//! Parsing of user-entered time adjustments.
//!
//! Input is read with integer-prefix semantics: leading whitespace and an
//! optional sign, then a run of ASCII digits. Anything after the digits is
//! ignored, so `"90s"` adds ninety seconds.

use std::str::FromStr;

use thiserror::Error;

use crate::duration::MILLIS_PER_SECOND;

#[derive(Debug, Clone, PartialEq, Eq, Error)]
pub enum AdjustmentError {
    #[error("no time entered")]
    Empty,
    #[error("{input:?} is not a number of seconds")]
    NotANumber { input: String },
    #[error("{input:?} is too large")]
    OutOfRange { input: String },
}

/// Whole seconds to add to (or, when negative, remove from) the stopwatch.
#[derive(Debug, Clone, Copy, PartialEq, Eq, Hash)]
pub struct SecondsAdjustment(i64);

impl SecondsAdjustment {
    /// Largest magnitude whose millisecond value still fits in an `i64`.
    pub const MAX_SECONDS: i64 = i64::MAX / MILLIS_PER_SECOND as i64;

    pub fn new(seconds: i64) -> Result<Self, AdjustmentError> {
        if seconds.unsigned_abs() > Self::MAX_SECONDS.unsigned_abs() {
            return Err(AdjustmentError::OutOfRange {
                input: seconds.to_string(),
            });
        }
        Ok(Self(seconds))
    }

    pub fn parse(input: &str) -> Result<Self, AdjustmentError> {
        let trimmed = input.trim_start();
        if trimmed.is_empty() {
            return Err(AdjustmentError::Empty);
        }

        let (negative, unsigned) = match trimmed.as_bytes()[0] {
            b'-' => (true, &trimmed[1..]),
            b'+' => (false, &trimmed[1..]),
            _ => (false, trimmed),
        };

        let digits_len = unsigned
            .bytes()
            .take_while(u8::is_ascii_digit)
            .count();
        if digits_len == 0 {
            return Err(AdjustmentError::NotANumber {
                input: input.to_string(),
            });
        }

        let out_of_range = || AdjustmentError::OutOfRange {
            input: input.to_string(),
        };
        let magnitude: i64 = unsigned[..digits_len].parse().map_err(|_| out_of_range())?;
        if magnitude > Self::MAX_SECONDS {
            return Err(out_of_range());
        }

        Ok(Self(if negative { -magnitude } else { magnitude }))
    }

    #[must_use]
    pub const fn seconds(self) -> i64 {
        self.0
    }

    #[must_use]
    pub const fn as_millis(self) -> i64 {
        self.0 * MILLIS_PER_SECOND as i64
    }
}

impl FromStr for SecondsAdjustment {
    type Err = AdjustmentError;

    fn from_str(s: &str) -> Result<Self, Self::Err> {
        Self::parse(s)
    }
}

/// Whether `input` would be accepted by [`SecondsAdjustment::parse`].
#[must_use]
pub fn is_valid_adjustment(input: &str) -> bool {
    SecondsAdjustment::parse(input).is_ok()
}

———

WHAT IS BEING ASKED: Show the lines above that include "parse".

RESULT OF THE TASK:
    pub fn parse(input: &str) -> Result<Self, AdjustmentError> {
        let magnitude: i64 = unsigned[..digits_len].parse().map_err(|_| out_of_range())?;
        Self::parse(s)
/// Whether `input` would be accepted by [`SecondsAdjustment::parse`].
    SecondsAdjustment::parse(input).is_ok()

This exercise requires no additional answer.